TASK DESCRIPTION
Take the line that contains "the feed failed." and all lines after it, up to and including the last line of the data, and write them out exactly; nothing else belongs in the answer.

SUPPLIED RECORDS

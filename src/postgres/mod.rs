// PostgreSQL backend
//
// - connection: the `Database` implementation over a tokio-postgres client
// - query: conversion of simple-query (text protocol) messages into a `ResultSet`

pub mod connection;
pub mod query;

pub use connection::PostgresDatabase;
pub use query::{build_result_set, rows_affected};
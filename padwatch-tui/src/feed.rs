//! Data feed abstraction: where the app's readings come from.
//!
//! The TUI renders off a [`ReadingBuffer`] regardless of whether the
//! readings arrive from live hardware or a replayed capture file; this
//! trait is the seam between the two.

use std::sync::Arc;

use padwatch_monitor::{LinkState, ReadingBuffer, SerialMonitor};

/// Source of readings consumed by the app.
pub trait DataFeed: Send {
    /// Shared handle to the buffer the feed writes into.
    fn buffer(&self) -> Arc<ReadingBuffer>;

    /// Human-readable description for the header bar.
    fn description(&self) -> &str;

    /// Current link state of the feed.
    fn state(&self) -> LinkState;

    /// Last error, if the feed failed.
    fn error_message(&self) -> Option<String>;

    /// Wind the feed down; called when the app exits.
    fn stop(&mut self);
}

impl DataFeed for SerialMonitor {
    fn buffer(&self) -> Arc<ReadingBuffer> {
        SerialMonitor::buffer(self)
    }

    fn description(&self) -> &str {
        self.port()
    }

    fn state(&self) -> LinkState {
        SerialMonitor::state(self)
    }

    fn error_message(&self) -> Option<String> {
        SerialMonitor::error_message(self)
    }

    fn stop(&mut self) {
        SerialMonitor::stop(self);
    }
}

WRITTEN SOLUTION
    /// Last error, if the feed failed.
    fn error_message(&self) -> Option<String>;

    /// Wind the feed down; called when the app exits.
    fn stop(&mut self);
}

impl DataFeed for SerialMonitor {
    fn buffer(&self) -> Arc<ReadingBuffer> {
        SerialMonitor::buffer(self)
    }

    fn description(&self) -> &str {
        self.port()
    }

    fn state(&self) -> LinkState {
        SerialMonitor::state(self)
    }

    fn error_message(&self) -> Option<String> {
        SerialMonitor::error_message(self)
    }

    fn stop(&mut self) {
        SerialMonitor::stop(self);
    }
}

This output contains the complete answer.